Alors, comment évaluer rétrospectivement les accomplissements de la Révolution française ? Les horreurs de la Révolution sont souvent présentées comme argument de son échec, mais ce qu'on oublie c'est qu'il s'agit d'une très petite monnaie d'un point de vue historique, qui n'était rien comparé aux guerres napoléoniennes (dont l'évaluation historique est mitigée. Napoléon n'est pas Hitler. Et son Code et sa diffusion sont un accomplissement remarquable). Il est clair que le modèle anglais de la Glorieuse Révolution est bien supérieur au modèle français, mais le grand accomplissement de la Révolution française réside dans sa comparaison avec la révolution allemande, ou la révolution italienne, ou la révolution espagnole, ou portugaise, ou même la révolution russe du XVIIIe siècle. Ces révolutions, qui n'ont pas eu lieu, et dont l'absence a créé une longue série de régimes fascistes et totalitaires et a inondé l'Europe de sang et de chaos, en comparaison desquels la Révolution française (le traumatisme d'enfance terrible du conservatisme !) apparaît comme une espièglerie enfantine charmante, sont l'étalon historique correct pour juger la Révolution française, et non "la démocratie en Amérique" ou en Angleterre. Par rapport au monde continental, catholique, avec son droit non coutumier, avec une école rationaliste et non empiriste, la Révolution française doit encore être célébrée comme un accomplissement. L'idée qu'on peut atteindre l'optimisation par des changements incrémentaux prudents et mesurés dans tout système, comme le propose le conservatisme, est une idée absurde. L'évolution nécessite des révolutions, des extinctions et des catastrophes pour ne pas rester coincée dans un optimum local, sans parler d'une simple marche aléatoire et de dégénérescence. Les erreurs font partie de tout algorithme d'apprentissage, et les erreurs paradigmatiques font partie de l'apprentissage paradigmatique. Le moteur central que nous connaissons (conservateurs que nous sommes, nous nous appuyons sur le connu !) pour le développement culturel et évolutif est une série de catastrophes, dont chacune apporte après elle un progrès sans précédent. Sans un astéroïde qui a presque anéanti la vie supérieure sur Terre - nous serions encore à l'époque des dinosaures.

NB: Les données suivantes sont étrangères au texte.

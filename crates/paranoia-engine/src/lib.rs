//! Paranoia Engine -- run loop, cycle pool, save/restore, and replay around
//! the [`paranoia_kernel`] simulation.
//!
//! The kernel decides what happens on the station; the engine decides what
//! the operator can afford. It owns the spendable cycle pool, the command
//! queue (commands can be withdrawn until the next flush), a bounded event
//! log, and the headline filter that feeds an external renderer.
//!
//! # Quick Start
//!
//! ```
//! use paranoia_engine::prelude::*;
//!
//! let mut engine = Engine::new(7, EngineConfig::default()).unwrap();
//! let id = engine.queue(Command::Verify);
//! let report = engine.tick();
//!
//! assert_eq!(report.tick, 0);
//! assert!(report.rejected.iter().all(|r| r.id != id));
//! assert!(engine.cycles().current() <= engine.config().cycles_max);
//! ```

#![deny(unsafe_code)]

pub mod engine;
pub mod headlines;
pub mod logging;
pub mod replay;
pub mod snapshot;

use paranoia_kernel::KernelError;

/// Re-export the kernel crate for convenience.
pub use paranoia_kernel;

// ---------------------------------------------------------------------------
// Error types
// ---------------------------------------------------------------------------

/// Errors produced by the engine wrapper.
#[derive(Debug, thiserror::Error)]
pub enum EngineError {
    /// The cycle pool cannot cover a command.
    #[error("insufficient cycles: need {needed}, have {available}")]
    Insufficient {
        /// Cost of the command at the current reset stage.
        needed: u32,
        /// Cycles in the pool.
        available: u32,
    },

    /// No queued command has this id (already flushed or withdrawn).
    #[error("no queued command with id {0}")]
    NoSuchQueued(u64),

    /// The kernel rejected its configuration or input.
    #[error(transparent)]
    Kernel(#[from] KernelError),
}

// ---------------------------------------------------------------------------
// Prelude
// ---------------------------------------------------------------------------

/// Convenience re-exports for common engine usage.
pub mod prelude {
    pub use paranoia_kernel::prelude::*;

    pub use crate::engine::{
        CyclePool, Engine, EngineConfig, QueuedCommand, Rejection, TickDiagnostics, TickReport,
    };
    pub use crate::headlines::{select_headlines, Headline, RenderHint, MAX_HEADLINES};
    pub use crate::replay::{
        replay, ReplayDivergence, ReplayEntry, ReplayLog, ReplayRecorder, ReplayResult,
    };
    pub use crate::snapshot::SaveData;
    pub use crate::EngineError;
}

Et qu'en est-il de l'impressionnante capacité de prédiction des conservateurs ? Eh bien, comme on dit en bourse à propos des prophètes de malheur qui ont toujours prédit la crise précédente, même une horloge cassée donne l'heure juste deux fois par jour. Par rapport à toute révolution ou changement dramatique, y compris les révolutions dont l'évaluation ne fait aujourd'hui aucun doute, comme la révolution scientifique, industrielle, l'imprimerie, la sécularisation, l'urbanisation, l'information etc., il y avait des conservateurs avertisseurs qui prévoyaient et mettaient en garde publiquement contre des conséquences potentiellement graves, avec des arguments éloquents, et qui souvent visaient juste (tout en manquant l'image positive globale). Chacun d'entre eux, si la révolution échoue, est candidat à être considéré comme un conservateur visionnaire, y compris les opposants à la révolution communiste. La sélection d'icônes conservatrices est du cherry picking historique. Le conservatisme échoue précisément dans ce qu'il critique - l'hubris et l'incapacité à prévoir les résultats dans des systèmes complexes - qui se manifeste dans son manque d'imagination historique, qui aurait pu s'aider de l'idée des histoires alternatives. Par exemple, pouvait-on prévoir à l'avance l'échec de la révolution communiste, et donc c'est un échec de la gauche ? Peut-être, mais cela soulève la question : la révolution communiste a-t-elle échoué ?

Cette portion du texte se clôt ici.